What to do when you find outdoor kittens?
Don’t Kit-nap Them!
When we find baby animals outside, our first instinct is to help. Thankfully, with kittens, it’s usually not necessary to intervene and “kit-nap” the litter. In fact, mom’s care is critical for their survival! If you’re worried about the kittens’ safety, simply observe from a safe distance and check back every hour up to 8 hours.
If mom returns, leave them alone! Her milk, warmth, and knowledge are going to help these kittens survive and thrive later on as grown cats. If mom does not return after 8 hours, the kittens will need your help.
If the kittens appear to be in danger
As long as the kittens are in a safe place, do not move them. When waiting, be sure to assess the situation.
The only exceptions are:
- The kittens are in a dangerous area
- The weather is poor
- The kittens are in danger from other animals
If any of those situations apply, they will need moved ASAP. Still, try to move them to a safer location nearby, just in case mom comes back.
Finding outdoor kittens
When you discover kittens outdoors, it can be tempting to scoop them up and bring them indoors. However, it is important to know that this is almost never in a kitten’s best interest. Download our flowchart to see what you do if you find a kitten.
If mom returns
- If possible, it is best for mom to stay with the kittens until they are weaned. Provide them a safe area with a warm shelter and regular food for mom. Be careful attempting to handle mom. If she is feral, do not intervene.

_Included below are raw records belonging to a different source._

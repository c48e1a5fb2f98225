//! Token guard.
//!
//! ASCII runs (`[A-Za-z0-9_-]+`) are prefixed with a protection marker
//! before any substitution pass. Every scanner in this crate copies a marked
//! run verbatim, and whitespace normalization turns the marker into a plain
//! token boundary.

use once_cell::sync::Lazy;
use regex::{Captures, Regex};

use crate::punctuation::PunctuationMap;

/// Protection marker inserted in front of ASCII runs.
pub const MARKER: char = '\t';

static ASCII_RUN: Lazy<Regex> = Lazy::new(|| Regex::new(r"[A-Za-z0-9_-]+").expect("static regex"));

// Non-ASCII characters outside Han, punctuation, separators, marks, numbers
// and letters: emoji, dingbats, other symbols.
static STRAY: Lazy<Regex> = Lazy::new(|| {
    Regex::new(r"[^\p{Han}\p{P}\p{Z}\p{M}\p{N}\p{L}\x00-\x7F]").expect("static regex")
});

fn is_run_char(ch: char) -> bool {
    ch.is_ascii_alphanumeric() || ch == '_' || ch == '-'
}

/// Prefix each ASCII run with [`MARKER`].
pub fn protect(s: &str) -> String {
    ASCII_RUN
        .replace_all(s, |caps: &Captures| format!("{MARKER}{}", &caps[0]))
        .into_owned()
}

/// Remove stray non-ASCII symbols. Glyphs the punctuation map knows (such as
/// the full-width tilde, a math symbol) are kept; ASCII is never touched.
pub fn sanitize(s: &str, punctuation: &PunctuationMap) -> String {
    STRAY
        .replace_all(s, |caps: &Captures| {
            let glyph = &caps[0];
            if punctuation.is_source(glyph) {
                glyph.to_string()
            } else {
                String::new()
            }
        })
        .into_owned()
}

/// If a protected run starts at byte `pos`, return the byte offset where it
/// ends (marker plus run).
pub fn protected_run_end(s: &str, pos: usize) -> Option<usize> {
    let rest = s.get(pos..)?;
    let mut chars = rest.char_indices();
    match chars.next() {
        Some((_, MARKER)) => {}
        _ => return None,
    }
    let end = chars
        .find(|&(_, ch)| !is_run_char(ch))
        .map(|(i, _)| i)
        .unwrap_or(rest.len());
    Some(pos + end)
}

#[cfg(test)]
mod tests {
    use super::*;

    #[test]
    fn protect_marks_ascii_runs() {
        assert_eq!(protect("iPhone15手机"), "\tiPhone15手机");
        assert_eq!(protect("用 rust_lang-2 写"), "用 \trust_lang-2 写");
        assert_eq!(protect("中文"), "中文");
    }

    #[test]
    fn ascii_punctuation_splits_runs() {
        assert_eq!(protect("3.14"), "\t3.\t14");
        assert_eq!(protect("a.b"), "\ta.\tb");
    }

    #[test]
    fn run_end_stops_at_non_run_char() {
        let s = "\tabc 中";
        assert_eq!(protected_run_end(s, 0), Some(4));
        assert_eq!(protected_run_end(s, 4), None);
        assert_eq!(protected_run_end("\t中", 0), Some(1));
        assert_eq!(protected_run_end("\tab", 0), Some(3));
    }

    #[test]
    fn sanitize_strips_symbols_only() {
        let p = PunctuationMap::new();
        assert_eq!(sanitize("你好😀！", &p), "你好！");
        assert_eq!(sanitize("价格 ￥5 $5 a+b", &p), "价格 5 $5 a+b");
        assert_eq!(sanitize("一～二", &p), "一～二");
        assert_eq!(sanitize("lǜ", &p), "lǜ");
    }
}
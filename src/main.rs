//! Bouncing Balls entry point
//!
//! In the browser this mounts the view for the current URL. Natively there is
//! no display, so the kernel runs headless for a while and reports how the
//! bodies behaved.

#[cfg(target_arch = "wasm32")]
use wasm_bindgen::prelude::*;

#[cfg(target_arch = "wasm32")]
#[wasm_bindgen(start)]
pub fn wasm_main() {
    console_error_panic_hook::set_once();
    if console_log::init_with_level(log::Level::Info).is_err() {
        web_sys::console::warn_1(&"Logger already initialized".into());
    }

    log::info!("Bouncing Balls starting...");
    bouncing_balls::web::app::run();
}

#[cfg(target_arch = "wasm32")]
fn main() {
    // WASM entry point is wasm_main, this is just to satisfy the compiler
}

#[cfg(not(target_arch = "wasm32"))]
fn main() {
    use bouncing_balls::sim::{Container, Simulation};
    use bouncing_balls::{FrameDriver, HeadlessSurface, ManualScheduler, View};

    env_logger::init();

    let mut args = std::env::args().skip(1);
    let view = args
        .next()
        .map(|path| View::from_path(&path))
        .filter(|v| *v != View::Home)
        .unwrap_or(View::CanvasBounce);
    let frames: usize = args.next().and_then(|f| f.parse().ok()).unwrap_or(600);

    let Some(mut config) = view.sim_config() else {
        log::error!("{} has no simulation", view.title());
        return;
    };
    if let Some(amount) = std::env::var("BOUNCE_AMOUNT").ok().and_then(|a| a.parse().ok()) {
        config.amount = view.population().map_or(amount, |range| range.clamp(amount));
    }

    let seed = std::time::SystemTime::now()
        .duration_since(std::time::UNIX_EPOCH)
        .map(|d| d.as_millis() as u64)
        .unwrap_or(0);
    log::info!(
        "Bouncing Balls (native) running {} headless: {} balls, {} frames, seed {}",
        view.title(),
        config.amount,
        frames,
        seed
    );

    let container = Container::new(1280.0, 720.0);
    let surface = HeadlessSurface::new(Some(container));
    let mut driver = FrameDriver::new(Simulation::new(config, seed), ManualScheduler::new(), surface);
    driver.start();
    let ran = driver.run_frames(frames);
    driver.dispose();

    let sim = driver.simulation();
    let anchor = sim.anchor();
    let outside = sim
        .bodies()
        .iter()
        .filter(|b| {
            let min = b.top_left(anchor);
            let max = min + glam::Vec2::splat(b.diameter());
            // One frame of overshoot is allowed before the reflection lands
            min.x < -5.0 || min.y < -5.0 || max.x > container.width + 5.0 || max.y > container.height + 5.0
        })
        .count();

    println!(
        "{} frames, {} balls drawn {} times, {} outside the container",
        ran,
        sim.bodies().len(),
        driver.surface().frames_drawn,
        outside
    );
}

- If mom is friendly, or an owned cat, keep inside in a safe area. Still be cautious, as moms can be protective of their babies even if they are usually friendly
- Once the kittens become mobile and eat on their own it is ideal to work on finding a foster for them.
If mom does not return
- Consider being a foster parent! Set them up in an enclosed space in your home and we’ll provide you with a foster care kit including food, bedding, supplies, and more.
- If there is someone you know that is willing to take care of them until they are of adoptable age (8 weeks, or 2 lbs.), then they can also help.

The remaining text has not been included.